_Assignment_
Only a number is expected: how many lines in these records mention the word "None"?

(Dataset entries)
===
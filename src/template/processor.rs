use super::rules::{default_rules, Rule, RuleKind};
use regex::Captures;
use serde_json::Value;
use std::borrow::Cow;
use std::collections::HashMap;
use tracing::trace;

/// Template parameters. Presence of a key is what directives test, the value
/// only matters for substitution.
pub type Params = HashMap<String, Value>;

enum BlockEvent {
    Start { keep: bool },
    End,
}

/// Render a report template with the built-in rules
pub fn render(template: &str, params: &Params) -> String {
    render_with_rules(template, params, default_rules())
}

/// Render a report template in a single pass over its lines.
///
/// Blocks are flat: a block start inside an open block replaces the open
/// block's state, and one block end closes whatever is open. Unknown
/// parameters never fail the render, their tokens stay in the text.
pub fn render_with_rules(template: &str, params: &Params, rules: &[Rule]) -> String {
    let mut result = String::with_capacity(template.len());
    let mut in_block = false;
    let mut block_keep = true;

    for line in template.lines() {
        match block_event(line, params, rules) {
            Some(BlockEvent::Start { keep }) => {
                in_block = true;
                block_keep = keep;
                continue;
            }
            Some(BlockEvent::End) => {
                in_block = false;
                block_keep = true;
                continue;
            }
            None => {}
        }

        if in_block && !block_keep {
            continue;
        }

        let mut line = Cow::Borrowed(line);
        let mut dropped = false;

        for rule in rules {
            match rule.kind {
                RuleKind::LineFilter => {
                    if !dropped && rule.directives(&line).any(|d| !d.keeps(params)) {
                        dropped = true;
                    }
                }
                RuleKind::Replace => {
                    let replaced = match rule.pattern.replace_all(&line, |caps: &Captures| {
                        match params.get(&caps[1]) {
                            Some(value) => value_text(value),
                            None => caps[0].to_string(),
                        }
                    }) {
                        Cow::Owned(text) => Some(text),
                        Cow::Borrowed(_) => None,
                    };
                    if let Some(text) = replaced {
                        line = Cow::Owned(text);
                    }
                }
                RuleKind::BlockStart | RuleKind::BlockEnd => {}
            }
        }

        if dropped {
            trace!("Dropped template line: {}", line);
        } else {
            result.push_str(&line);
            result.push('\n');
        }
    }

    result
}

fn block_event(line: &str, params: &Params, rules: &[Rule]) -> Option<BlockEvent> {
    for rule in rules {
        match rule.kind {
            RuleKind::BlockStart => {
                if let Some(directive) = rule.directive(line) {
                    return Some(BlockEvent::Start {
                        keep: directive.keeps(params),
                    });
                }
            }
            RuleKind::BlockEnd => {
                if rule.is_match(line) {
                    return Some(BlockEvent::End);
                }
            }
            RuleKind::LineFilter | RuleKind::Replace => {}
        }
    }
    None
}

/// Textual form a parameter takes when substituted into query text
pub fn value_text(value: &Value) -> String {
    match value {
        Value::String(s) => s.clone(),
        Value::Null => "NULL".to_string(),
        other => other.to_string(),
    }
}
===
_Answer to this exercise_
4